Depression and anxiety are natural responses to the loneliness, despair, and disconnection that are rampant in our society. In Johann Hari’s brilliant book “Lost Connections,” I learned that only about a quarter of the people living with depression and anxiety have an inherited gene for these conditions AND that gene is only triggered when those folks are living in consistently stressful environments. There are many other people struggling with depression that do not have this gene. This indicates that the society we have created is quite literally making people mentally and emotionally unwell. One of many solutions to this mentioned in Hari’s book is for struggling people to begin to reconnect to their own values and build a community of support around them. Though we can’t change the overarching problem based on hundreds of years of failed social policy overnight, we can begin to reach out and grow our inner toolbox of strategies. If we see friends struggling with depression, we can also find ways to support them. (Depressed people can’t always reach out for help so we have to get better at noticing this in others and helping them find solutions.)

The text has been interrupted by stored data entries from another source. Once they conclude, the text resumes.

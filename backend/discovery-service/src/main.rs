use actix_web::{dev::Service, web, App, HttpServer};
use anyhow::{Context, Result};
use std::time::Instant;
use tracing_subscriber::{layer::SubscriberExt, util::SubscriberInitExt};

use discovery_service::handlers;
use discovery_service::{db, metrics, Config, DiscoveryService, DiscoveryStores};

#[actix_web::main]
async fn main() -> Result<()> {
    dotenvy::dotenv().ok();

    tracing_subscriber::registry()
        .with(
            tracing_subscriber::EnvFilter::try_from_default_env()
                .unwrap_or_else(|_| "info,actix_web=info".into()),
        )
        .with(
            tracing_subscriber::fmt::layer()
                .json()
                .with_current_span(true)
                .with_thread_ids(true)
                .with_line_number(true)
                .with_target(true),
        )
        .init();

    let config = Config::from_env().context("Failed to load configuration")?;

    tracing::info!(
        "Starting discovery-service v{}",
        env!("CARGO_PKG_VERSION")
    );
    tracing::info!("Environment: {}", config.app.env);
    tracing::info!(database = ?config.database, "Database configuration");

    let pool = db::create_pool(&config.database)
        .await
        .context("Failed to create database pool")?;

    if config.database.run_migrations {
        db::migrate(&pool)
            .await
            .context("Failed to run database migrations")?;
    }

    let service = DiscoveryService::bootstrap(
        DiscoveryStores::postgres(pool.clone()),
        config.scoring,
        config.discovery,
    )
    .await
    .context("Failed to load category reference embeddings")?;

    let service = web::Data::new(service);
    let pool = web::Data::new(pool);
    let bind_addr = format!("{}:{}", config.app.host, config.app.http_port);

    tracing::info!("HTTP server listening on {}", bind_addr);

    HttpServer::new(move || {
        App::new()
            .app_data(service.clone())
            .app_data(pool.clone())
            .wrap_fn(|req, srv| {
                let method = req.method().to_string();
                let path = req
                    .match_pattern()
                    .unwrap_or_else(|| req.path().to_string());
                let start = Instant::now();

                let fut = srv.call(req);
                async move {
                    match fut.await {
                        Ok(res) => {
                            metrics::observe_http_request(
                                &method,
                                &path,
                                res.status().as_u16(),
                                start.elapsed(),
                            );
                            Ok(res)
                        }
                        Err(err) => {
                            metrics::observe_http_request(&method, &path, 500, start.elapsed());
                            Err(err)
                        }
                    }
                }
            })
            .service(handlers::readiness)
            .configure(handlers::configure)
    })
    .bind(&bind_addr)
    .with_context(|| format!("Failed to bind {}", bind_addr))?
    .run()
    .await
    .context("HTTP server error")?;

    Ok(())
}
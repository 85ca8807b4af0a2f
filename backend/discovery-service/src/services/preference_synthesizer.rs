use chrono::{DateTime, Utc};
use std::collections::{HashMap, HashSet};
use std::sync::Arc;
use tracing::{debug, info, warn};
use uuid::Uuid;

use super::affinity::MemberAffinity;
use crate::config::ScoringConfig;
use crate::db::{EmbeddingStore, InteractionScoreStore};
use crate::error::{DiscoveryError, Result};
use crate::metrics;
use crate::models::{EmbeddingVector, ItemCategory, OriginalType};

/// Builds a member's preference vector from category reference embeddings
///
/// Each category with any signal is weighted by
/// `explicit_weight * [selected] + implicit_weight * share`, and the result is
/// the weighted mean of the reference vectors. The stored vector is replaced
/// whole, unless a newer synthesis already landed.
#[derive(Clone)]
pub struct PreferenceEmbeddingSynthesizer {
    embeddings: Arc<dyn EmbeddingStore>,
    scores: Arc<dyn InteractionScoreStore>,
    references: Arc<HashMap<ItemCategory, EmbeddingVector>>,
    config: ScoringConfig,
}

impl PreferenceEmbeddingSynthesizer {
    pub fn new(
        embeddings: Arc<dyn EmbeddingStore>,
        scores: Arc<dyn InteractionScoreStore>,
        references: Arc<HashMap<ItemCategory, EmbeddingVector>>,
        config: ScoringConfig,
    ) -> Self {
        Self {
            embeddings,
            scores,
            references,
            config,
        }
    }

    pub async fn synthesize(
        &self,
        member_id: Uuid,
        explicit: &HashSet<ItemCategory>,
    ) -> Result<EmbeddingVector> {
        self.synthesize_at(member_id, explicit, Utc::now()).await
    }

    /// Synthesize from inputs read at `now`, which becomes the stored `source_at`
    pub async fn synthesize_at(
        &self,
        member_id: Uuid,
        explicit: &HashSet<ItemCategory>,
        now: DateTime<Utc>,
    ) -> Result<EmbeddingVector> {
        let result = self.run(member_id, explicit, now).await;

        let status = match &result {
            Ok(_) => "ok",
            Err(DiscoveryError::NoPreferenceSignal(_)) => "no_signal",
            Err(_) => "error",
        };
        metrics::record_preference_synthesis(status);

        result
    }

    async fn run(
        &self,
        member_id: Uuid,
        explicit: &HashSet<ItemCategory>,
        now: DateTime<Utc>,
    ) -> Result<EmbeddingVector> {
        let scores = self.scores.scores_for_member(member_id).await?;
        let affinity =
            MemberAffinity::from_signals(explicit, &scores, now, self.config.time_decay_lambda);

        let vector = match self.compose(member_id, &affinity) {
            Ok(vector) => vector,
            Err(e @ DiscoveryError::NoPreferenceSignal(_)) => {
                // A member with no signal left keeps no preference vector
                let cleared = self
                    .embeddings
                    .delete(member_id, OriginalType::CategoryPreference, now)
                    .await?;
                if cleared {
                    info!(member_id = %member_id, "Preference embedding cleared");
                }
                return Err(e);
            }
            Err(e) => return Err(e),
        };

        let replaced = self
            .embeddings
            .replace(member_id, OriginalType::CategoryPreference, &vector, now)
            .await?;

        if replaced {
            info!(
                member_id = %member_id,
                explicit = affinity.explicit.len(),
                implicit = affinity.implicit_share.len(),
                "Preference embedding replaced"
            );
            return Ok(vector);
        }

        debug!(
            member_id = %member_id,
            "Newer preference embedding already stored, keeping it"
        );
        let stored = self
            .embeddings
            .get(member_id, OriginalType::CategoryPreference)
            .await?;

        Ok(stored.map(|s| s.embedding).unwrap_or(vector))
    }

    /// Weighted mean of reference vectors; no I/O
    pub fn compose(&self, member_id: Uuid, affinity: &MemberAffinity) -> Result<EmbeddingVector> {
        if affinity.is_empty() {
            return Err(DiscoveryError::NoPreferenceSignal(member_id));
        }

        let mut weighted = Vec::new();
        for category in affinity.categories() {
            let weight = self.config.explicit_weight * affinity.explicit_component(category)
                + self.config.implicit_weight * affinity.implicit_component(category);

            match self.references.get(&category) {
                Some(reference) => weighted.push((reference, weight)),
                None => warn!(
                    member_id = %member_id,
                    category = %category,
                    "No reference embedding for category, skipping"
                ),
            }
        }

        EmbeddingVector::weighted_average(weighted)
            .ok_or(DiscoveryError::NoPreferenceSignal(member_id))
    }
}
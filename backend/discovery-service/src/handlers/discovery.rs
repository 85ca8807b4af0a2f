//! Discovery API Handlers
//!
//! Ranked listing pages and per-listing score breakdowns

use actix_web::{get, web, HttpResponse};
use serde::Deserialize;
use tracing::debug;
use uuid::Uuid;

use crate::error::{DiscoveryError, Result};
use crate::models::{GeoPoint, RankingRequest, SortDirection, SortMode};
use crate::services::DiscoveryService;

/// Query parameters for GET /api/v1/items/discover
#[derive(Debug, Deserialize)]
pub struct DiscoverQuery {
    pub requester_id: Uuid,
    pub longitude: Option<f64>,
    pub latitude: Option<f64>,
    pub radius_meters: Option<f64>,
    pub sort_mode: SortMode,
    #[serde(default)]
    pub sort_direction: SortDirection,
    /// Zero-based (default: 0)
    #[serde(default)]
    pub page_number: u32,
    /// Default: 20
    #[serde(default = "default_page_size")]
    pub page_size: u32,
    pub timeout_ms: Option<u64>,
}

fn default_page_size() -> u32 {
    20
}

impl DiscoverQuery {
    pub fn into_request(self) -> Result<RankingRequest> {
        let origin = match (self.longitude, self.latitude) {
            (Some(longitude), Some(latitude)) => Some(GeoPoint::new(longitude, latitude)),
            (None, None) => None,
            _ => {
                return Err(DiscoveryError::InvalidRankingRequest(
                    "longitude and latitude must be given together".to_string(),
                ))
            }
        };

        Ok(RankingRequest {
            requester_id: self.requester_id,
            origin,
            radius_meters: self.radius_meters,
            sort_mode: self.sort_mode,
            sort_direction: self.sort_direction,
            page_number: self.page_number,
            page_size: self.page_size,
            timeout_ms: self.timeout_ms,
        })
    }
}

#[derive(Debug, Deserialize)]
pub struct ScoreQuery {
    pub member_id: Uuid,
}

/// GET /api/v1/items/discover
///
/// One page of listings ranked by the requested sort mode, with the exact total
#[get("/api/v1/items/discover")]
pub async fn discover_items(
    query: web::Query<DiscoverQuery>,
    service: web::Data<DiscoveryService>,
) -> Result<HttpResponse> {
    let request = query.into_inner().into_request()?;
    debug!(
        requester_id = %request.requester_id,
        sort_mode = %request.sort_mode,
        page_number = request.page_number,
        page_size = request.page_size,
        "Discovery request"
    );

    let page = service.discover(request).await?;
    Ok(HttpResponse::Ok().json(page))
}

/// GET /api/v1/items/{item_id}/score?member_id=
#[get("/api/v1/items/{item_id}/score")]
pub async fn get_item_score(
    path: web::Path<Uuid>,
    query: web::Query<ScoreQuery>,
    service: web::Data<DiscoveryService>,
) -> Result<HttpResponse> {
    let breakdown = service
        .score_breakdown(path.into_inner(), query.member_id)
        .await?;
    Ok(HttpResponse::Ok().json(breakdown))
}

I have wrestled with my mental health since I was a teenager. In my twenties, I went to counseling and opted to go on anti-depressants after a major, unexpected loss in my life. I was depressed, grieving, and began having suicidal thoughts, which scared me. The medication kept me on an even keel for a time and helped me function in my day-to-day life so that I could keep up my university studies as well as my full-time job; I knew this was not a permanent solution. I hated the numb, zombie-feeling it gave me and I could not imagine living the rest of my life like that. Although I did what I could to shift my brain chemistry naturally (exercising, meditating, walks in nature, and singing), I realized that I had to start dealing with the issues that plagued my life within my control because these were adding unnecessary fuel to the mental health vulnerability I’d inherited from my ancestors. I also felt that my ancestors made difficult personal choices that enabled me to grow up in a setting where I had the opportunity to heal and that I owed it to them, my descendants, and to myself to do this work. (A tenant of shamanic medicine is that all the healing work an individual does paves the path for more intergenerational healing for others in the lineage.)
In my late twenties, I started studying shamanism and learned more about lineage patterns, learned behaviours, intergenerational trauma, past life patterns, and energy medicine. As I started challenging beliefs that kept me stuck in a life I didn’t want for myself, I started to begin making conscious choices to engage with people, communities, and activities–including shamanic ceremony–that brought satisfaction, healing, and joy to my life. In addition, I learned how to set healthy boundaries with friends and family. This process took about a decade and although this initially brought more chaos to my life because I was changing patterns that loved ones were used to, it was well worth riding out those waves of uncertainty. Quite naturally over time, people unwilling to respect my personal boundaries faded out of my life and those who were able to hang in with me through the changes entered into more meaningful relationships with me and I with them.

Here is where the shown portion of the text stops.